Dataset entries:

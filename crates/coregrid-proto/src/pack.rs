//! Big-endian pack/unpack primitives.
//!
//! ```text
//!   integers      fixed width, network order
//!   string        [len+1: u32][bytes][0x00]     len 0 = absent
//!   byte blob     [len: u32][bytes]
//!   array         [count: u32][elements]
//! ```

use bytes::{Buf, BufMut, Bytes, BytesMut};

use crate::error::{ProtoError, ProtoResult};

/// Upper bound on any array count read from the wire.
pub const MAX_ARRAY_LEN: u32 = 1 << 20;

#[derive(Debug, Default)]
pub struct Packer {
    buf: BytesMut,
}

impl Packer {
    pub fn new() -> Self {
        Self::default()
    }

    pub fn len(&self) -> usize {
        self.buf.len()
    }

    pub fn is_empty(&self) -> bool {
        self.buf.is_empty()
    }

    pub fn u8(&mut self, v: u8) {
        self.buf.put_u8(v);
    }

    pub fn u16(&mut self, v: u16) {
        self.buf.put_u16(v);
    }

    pub fn u32(&mut self, v: u32) {
        self.buf.put_u32(v);
    }

    pub fn u64(&mut self, v: u64) {
        self.buf.put_u64(v);
    }

    pub fn i64(&mut self, v: i64) {
        self.buf.put_i64(v);
    }

    fn count(&mut self, n: usize) {
        self.u32(u32::try_from(n).unwrap_or(u32::MAX));
    }

    pub fn str(&mut self, s: &str) {
        self.count(s.len() + 1);
        self.buf.put_slice(s.as_bytes());
        self.buf.put_u8(0);
    }

    pub fn opt_str(&mut self, s: Option<&str>) {
        match s {
            Some(s) => self.str(s),
            None => self.u32(0),
        }
    }

    pub fn blob(&mut self, b: &[u8]) {
        self.count(b.len());
        self.buf.put_slice(b);
    }

    pub fn u32_array(&mut self, values: &[u32]) {
        self.count(values.len());
        for v in values {
            self.buf.put_u32(*v);
        }
    }

    pub fn u64_array(&mut self, values: &[u64]) {
        self.count(values.len());
        for v in values {
            self.buf.put_u64(*v);
        }
    }

    pub fn finish(self) -> Bytes {
        self.buf.freeze()
    }
}

#[derive(Debug, Clone)]
pub struct Unpacker {
    buf: Bytes,
}

impl Unpacker {
    pub fn new(buf: impl Into<Bytes>) -> Self {
        Self { buf: buf.into() }
    }

    pub fn remaining(&self) -> usize {
        self.buf.remaining()
    }

    fn need(&self, n: usize, what: &'static str) -> ProtoResult<()> {
        let have = self.buf.remaining();
        if have < n {
            return Err(ProtoError::Truncated {
                what,
                needed: n - have,
            });
        }
        Ok(())
    }

    pub fn u8(&mut self, what: &'static str) -> ProtoResult<u8> {
        self.need(1, what)?;
        Ok(self.buf.get_u8())
    }

    pub fn u16(&mut self, what: &'static str) -> ProtoResult<u16> {
        self.need(2, what)?;
        Ok(self.buf.get_u16())
    }

    pub fn u32(&mut self, what: &'static str) -> ProtoResult<u32> {
        self.need(4, what)?;
        Ok(self.buf.get_u32())
    }

    pub fn u64(&mut self, what: &'static str) -> ProtoResult<u64> {
        self.need(8, what)?;
        Ok(self.buf.get_u64())
    }

    pub fn i64(&mut self, what: &'static str) -> ProtoResult<i64> {
        self.need(8, what)?;
        Ok(self.buf.get_i64())
    }

    fn count(&mut self, what: &'static str) -> ProtoResult<usize> {
        let n = self.u32(what)?;
        if n > MAX_ARRAY_LEN {
            return Err(ProtoError::invalid(what, format!("count {n} exceeds {MAX_ARRAY_LEN}")));
        }
        Ok(n as usize)
    }

    fn take(&mut self, n: usize, what: &'static str) -> ProtoResult<Bytes> {
        self.need(n, what)?;
        Ok(self.buf.split_to(n))
    }

    pub fn opt_str(&mut self, what: &'static str) -> ProtoResult<Option<String>> {
        let n = self.count(what)?;
        if n == 0 {
            return Ok(None);
        }
        let raw = self.take(n, what)?;
        let Some((&0, text)) = raw.split_last() else {
            return Err(ProtoError::invalid(what, "missing terminator"));
        };
        String::from_utf8(text.to_vec())
            .map(Some)
            .map_err(|e| ProtoError::invalid(what, e.to_string()))
    }

    pub fn str(&mut self, what: &'static str) -> ProtoResult<String> {
        self.opt_str(what)?
            .ok_or_else(|| ProtoError::invalid(what, "required string is absent"))
    }

    pub fn blob(&mut self, what: &'static str) -> ProtoResult<Bytes> {
        let n = self.count(what)?;
        self.take(n, what)
    }

    pub fn u32_array(&mut self, what: &'static str) -> ProtoResult<Vec<u32>> {
        let n = self.count(what)?;
        self.need(n * 4, what)?;
        Ok((0..n).map(|_| self.buf.get_u32()).collect())
    }

    pub fn u64_array(&mut self, what: &'static str) -> ProtoResult<Vec<u64>> {
        let n = self.count(what)?;
        self.need(n * 8, what)?;
        Ok((0..n).map(|_| self.buf.get_u64()).collect())
    }

    /// Fail if bytes are left over after a complete message.
    pub fn finish(self, what: &'static str) -> ProtoResult<()> {
        if self.buf.has_remaining() {
            return Err(ProtoError::invalid(what, format!("{} trailing bytes", self.buf.remaining())));
        }
        Ok(())
    }
}

#[cfg(test)]
mod tests {
    use super::*;

    #[test]
    fn strings_carry_a_terminator() {
        let mut p = Packer::new();
        p.str("abc");
        p.opt_str(None);
        let bytes = p.finish();
        assert_eq!(&bytes[..], &[0, 0, 0, 4, b'a', b'b', b'c', 0, 0, 0, 0, 0]);

        let mut u = Unpacker::new(bytes);
        assert_eq!(u.str("s").unwrap(), "abc");
        assert_eq!(u.opt_str("o").unwrap(), None);
        u.finish("strings").unwrap();
    }

    #[test]
    fn short_input_is_truncated() {
        let mut u = Unpacker::new(vec![0u8, 1]);
        assert_eq!(
            u.u32("job_id"),
            Err(ProtoError::Truncated {
                what: "job_id",
                needed: 2
            })
        );
    }

    #[test]
    fn oversized_counts_are_rejected() {
        let mut p = Packer::new();
        p.u32(MAX_ARRAY_LEN + 1);
        let mut u = Unpacker::new(p.finish());
        assert!(matches!(u.u64_array("tot"), Err(ProtoError::Invalid { .. })));
    }

    #[test]
    fn unterminated_string_is_invalid() {
        let mut p = Packer::new();
        p.blob(b"ab");
        let mut u = Unpacker::new(p.finish());
        assert!(matches!(u.str("name"), Err(ProtoError::Invalid { .. })));
    }

    #[test]
    fn trailing_bytes_are_reported() {
        let u = Unpacker::new(vec![1u8]);
        assert!(u.finish("msg").is_err());
    }
}
//! Step 5: preemption simulation.
//!
//! Candidates are removed from a cloned snapshot one at a time, in the
//! caller's order, re-running steps 1–4 after each removal. The removed
//! jobs whose nodes overlap the resulting allocation are the preemptees.
//! With strict ordering the last preemptee is moved to the front and the
//! simulation repeated, up to `reorder_count` extra passes, keeping the
//! pass that needed the fewest preemptees.

use std::collections::{BTreeMap, HashSet};

use coregrid_core::{JobId, JobRequest, JobResources, Partition, PreemptMode};
use tracing::{debug, warn};

use crate::driver::{Driver, retryable};
use crate::error::{SelectError, SelectResult};
use crate::snapshot::{AllocSnapshot, AllocState, JobRecord, Scope};

/// Snapshot scope a preemption of this mode frees.
pub fn preempt_scope(mode: PreemptMode) -> Option<Scope> {
    match mode {
        PreemptMode::Off => None,
        PreemptMode::Suspend | PreemptMode::Gang => Some(Scope::CoresOnly),
        PreemptMode::Requeue | PreemptMode::Cancel => Some(Scope::All),
    }
}

#[derive(Debug, Clone, PartialEq, Eq)]
pub struct PreemptOutcome {
    pub res: JobResources,
    pub preemptees: Vec<JobId>,
}

/// Running candidates that may be preempted, in the caller's order.
pub fn preemptable<'a>(jobs: &'a BTreeMap<JobId, JobRecord>, candidates: &[JobId]) -> Vec<&'a JobRecord> {
    let mut seen = HashSet::new();
    candidates
        .iter()
        .filter(|id| seen.insert(**id))
        .filter_map(|id| jobs.get(id))
        .filter(|rec| rec.state == AllocState::Running && preempt_scope(rec.preempt_mode()).is_some())
        .collect()
}

/// One pass over `order`: remove candidates until the job fits.
fn simulate_pass(
    driver: &Driver<'_>,
    snap: &AllocSnapshot,
    req: &JobRequest,
    part: &Partition,
    order: &[&JobRecord],
) -> SelectResult<Option<PreemptOutcome>> {
    let mut sim = snap.clone();
    let mut removed: Vec<&JobRecord> = Vec::new();
    for rec in order {
        driver.cancel.check()?;
        let Some(scope) = preempt_scope(rec.preempt_mode()) else { continue };
        sim.remove_job(rec, scope);
        removed.push(*rec);
        match driver.run_steps(&sim, req, part) {
            Ok(res) => {
                let preemptees = removed
                    .iter()
                    .filter(|r| r.res.node_bitmap.overlaps(&res.node_bitmap).unwrap_or(false))
                    .map(|r| r.job_id())
                    .collect();
                return Ok(Some(PreemptOutcome { res, preemptees }));
            }
            Err(e) if retryable(&e) => {}
            Err(e) => return Err(e),
        }
    }
    Ok(None)
}

/// Result of the reorder passes: the smallest preemptee set found, and the
/// loop error when the passes ran out before the order settled.
#[derive(Debug, Clone, PartialEq, Eq)]
pub struct Search {
    pub best: Option<PreemptOutcome>,
    pub stalled: Option<SelectError>,
}

pub fn search(
    driver: &Driver<'_>,
    snap: &AllocSnapshot,
    mut order: Vec<&JobRecord>,
    req: &JobRequest,
    part: &Partition,
) -> SelectResult<Search> {
    let policy = &driver.cfg.preempt;
    let passes = if policy.strict_order { 1 + policy.reorder_count } else { 1 };

    let mut tried: HashSet<Vec<JobId>> = HashSet::new();
    let mut best: Option<PreemptOutcome> = None;
    for pass in 0..passes {
        let key: Vec<JobId> = order.iter().map(|r| r.job_id()).collect();
        if !tried.insert(key) {
            return Ok(Search { best, stalled: None });
        }
        let Some(outcome) = simulate_pass(driver, snap, req, part, &order)? else {
            return Ok(Search { best, stalled: None });
        };
        debug!(job = req.job_id, pass, preemptees = ?outcome.preemptees, "preemption pass fits");
        let last = outcome.preemptees.last().copied();
        if best.as_ref().is_none_or(|b| outcome.preemptees.len() < b.preemptees.len()) {
            best = Some(outcome);
        }
        if !policy.strict_order {
            return Ok(Search { best, stalled: None });
        }
        let Some(pos) = last.and_then(|id| order.iter().position(|r| r.job_id() == id)) else {
            return Ok(Search { best, stalled: None });
        };
        let moved = order.remove(pos);
        order.insert(0, moved);
    }
    Ok(Search {
        best,
        stalled: Some(SelectError::PreemptionWouldLoop(passes)),
    })
}

/// Step 5. A reorder loop that does not settle is logged and the best set
/// found so far is used.
pub fn simulate(
    driver: &Driver<'_>,
    snap: &AllocSnapshot,
    jobs: &BTreeMap<JobId, JobRecord>,
    req: &JobRequest,
    part: &Partition,
    candidates: &[JobId],
) -> SelectResult<PreemptOutcome> {
    let order = preemptable(jobs, candidates);
    if order.is_empty() {
        return Err(SelectError::NoResources(format!(
            "job {} does not fit and no preemptable jobs were offered",
            req.job_id
        )));
    }
    let found = search(driver, snap, order, req, part)?;
    if let Some(err) = &found.stalled {
        warn!(job = req.job_id, error = %err, "using best preemption set found");
    }
    found.best.ok_or_else(|| {
        SelectError::NoResources(format!("job {} does not fit even after preemption", req.job_id))
    })
}
//! coregrid-acct — per-step resource accounting for the coregrid
//! workload manager.
//!
//! # Components
//!
//! - **`proc`**: Readers for `/proc/<pid>` and cpufreq sysfs files
//! - **`tracker`**: Which pids belong to a step (process group or cgroup)
//! - **`capability`**: Node-level energy, filesystem and interconnect samplers
//! - **`options`**: The merged acct_gather option table
//! - **`sampler`**: One step's accumulator and its sampling tick
//! - **`signal`**: Limit notifications and step cancellation
//! - **`profile`**: Profile rows, sinks and the shared timer
//! - **`manager`**: `StepManager`, the add/poll/end entry points
//!
//! # Architecture
//!
//! ```text
//!  ProfileTimer ──tick──► sampler thread (one per step)
//!                              │
//!  step_poll ──────────────────┤
//!                              ▼
//!                        StepSampler::sample
//!                   tracker ─► proc ─► capabilities
//!                              │
//!                              ├─► JobAcct (step aggregate)
//!                              ├─► StepControl (memory limit)
//!                              └─► ProfileSink
//! ```

pub mod capability;
pub mod error;
pub mod manager;
pub mod options;
pub mod proc;
pub mod profile;
pub mod sampler;
pub mod signal;
pub mod tracker;

pub use capability::{
    Capabilities, Capability, EnergySampler, FilesystemSampler, InterconnectSampler, IoCounters,
    LustreStats, OfedCounters, RaplEnergy,
};
pub use error::{AcctError, AcctResult};
pub use manager::{StepManager, Tracking};
pub use options::{AcctGatherOptions, OptionsError};
pub use proc::ProcReader;
pub use profile::{MemorySink, ProfileRow, ProfileSink, ProfileTimer, TracingSink};
pub use sampler::{StepKey, StepLimits, StepSampler};
pub use signal::{LocalControl, StepControl};
pub use tracker::{CgroupTracker, PgidTracker, ProcessTracker};
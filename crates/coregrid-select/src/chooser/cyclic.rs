//! Cyclic chooser: visit sockets round-robin, highest socket first.

use coregrid_core::{Bitmap, Node};

use super::{socket_budget, take_cores};
use crate::avail::AvailRes;

/// Pick cores for `cpus` CPUs, walking sockets in turn. When a task needs
/// more CPUs than a core offers, each visit takes a whole task's cores so
/// the task stays on one socket; if no socket can hold a whole task the
/// walk falls back to one core per visit.
pub fn pick(node: &Node, avail: &AvailRes, cpus: u32, cpus_per_task: u32) -> Option<Bitmap> {
    let vpus = u32::from(avail.vpus.max(1));
    let mut budget = socket_budget(avail);
    let mut out = Bitmap::new(node.tot_cores() as usize);
    let mut remaining = cpus;
    let mut group = if cpus_per_task > vpus { cpus_per_task.div_ceil(vpus) } else { 1 };

    while remaining > 0 {
        let mut progress = false;
        for s in (0..node.sockets).rev() {
            if remaining == 0 {
                break;
            }
            let want = group.min(remaining.div_ceil(vpus));
            let slot = &mut budget[usize::from(s)];
            if *slot < want {
                continue;
            }
            let got = take_cores(node, &avail.free_cores, s, want, &mut out);
            *slot -= got;
            remaining = remaining.saturating_sub(got * vpus);
            progress |= got > 0;
        }
        if !progress {
            if group > 1 {
                group = 1;
                continue;
            }
            return None;
        }
    }
    Some(out)
}

#[cfg(test)]
mod tests {
    use super::*;
    use crate::avail::node_avail;
    use coregrid_core::{JobRequest, NodeConfig, SelectConfig};

    fn node(sockets: u16, cores: u16, threads: u16) -> Node {
        let cfg = NodeConfig {
            name: "y0".to_string(),
            boards: 1,
            sockets,
            cores_per_socket: cores,
            threads_per_core: threads,
            real_memory: 8192,
            mem_spec_limit: 0,
            core_spec_count: 0,
            gres: Vec::new(),
        };
        Node::from_config(0, &cfg).unwrap()
    }

    fn avail(n: &Node, req: &JobRequest, busy: &[usize]) -> AvailRes {
        let busy = Bitmap::from_indices(n.tot_cores() as usize, busy.iter().copied()).unwrap();
        node_avail(n, None, &busy, req, &SelectConfig::default(), 8192).unwrap()
    }

    #[test]
    fn alternates_sockets() {
        let n = node(2, 4, 1);
        let a = avail(&n, &JobRequest::default(), &[]);
        let cores = pick(&n, &a, 3, 1).unwrap();
        assert_eq!(cores.fmt_ranges(), "3,6-7");
    }

    #[test]
    fn per_socket_cap_stops_the_walk() {
        let n = node(2, 4, 1);
        let mut req = JobRequest::default();
        req.ntasks_per_socket = 2;
        let a = avail(&n, &req, &[]);
        assert_eq!(pick(&n, &a, 4, 1).unwrap().count(), 4);
        assert!(pick(&n, &a, 6, 1).is_none());
    }

    #[test]
    fn multi_core_tasks_stay_on_one_socket() {
        let n = node(2, 4, 1);
        let a = avail(&n, &JobRequest::default(), &[]);
        let cores = pick(&n, &a, 4, 2).unwrap();
        assert_eq!(cores.fmt_ranges(), "2-3,6-7");
    }

    #[test]
    fn falls_back_to_single_cores_when_tasks_do_not_fit_a_socket() {
        let n = node(2, 4, 1);
        // One free core per socket.
        let a = avail(&n, &JobRequest::default(), &[1, 2, 3, 5, 6, 7]);
        let cores = pick(&n, &a, 2, 2).unwrap();
        assert_eq!(cores.fmt_ranges(), "0,4");
    }

    #[test]
    fn hyperthreads_count_per_core_visit() {
        let n = node(2, 2, 2);
        let a = avail(&n, &JobRequest::default(), &[]);
        assert_eq!(a.vpus, 2);
        let cores = pick(&n, &a, 4, 1).unwrap();
        assert_eq!(cores.fmt_ranges(), "1,3");
    }
}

PROBLEM TO SOLVE: Only the lines above starting at the line that holds "pub fn i64(&mut self, v: i64)" and ending at the line that holds "pub fn new(buf: impl" are to be repeated, exactly and in full.

ANSWER SPACE:
    pub fn i64(&mut self, v: i64) {
        self.buf.put_i64(v);
    }

    fn count(&mut self, n: usize) {
        self.u32(u32::try_from(n).unwrap_or(u32::MAX));
    }

    pub fn str(&mut self, s: &str) {
        self.count(s.len() + 1);
        self.buf.put_slice(s.as_bytes());
        self.buf.put_u8(0);
    }

    pub fn opt_str(&mut self, s: Option<&str>) {
        match s {
            Some(s) => self.str(s),
            None => self.u32(0),
        }
    }

    pub fn blob(&mut self, b: &[u8]) {
        self.count(b.len());
        self.buf.put_slice(b);
    }

    pub fn u32_array(&mut self, values: &[u32]) {
        self.count(values.len());
        for v in values {
            self.buf.put_u32(*v);
        }
    }

    pub fn u64_array(&mut self, values: &[u64]) {
        self.count(values.len());
        for v in values {
            self.buf.put_u64(*v);
        }
    }

    pub fn finish(self) -> Bytes {
        self.buf.freeze()
    }
}

#[derive(Debug, Clone)]
pub struct Unpacker {
    buf: Bytes,
}

impl Unpacker {
    pub fn new(buf: impl Into<Bytes>) -> Self {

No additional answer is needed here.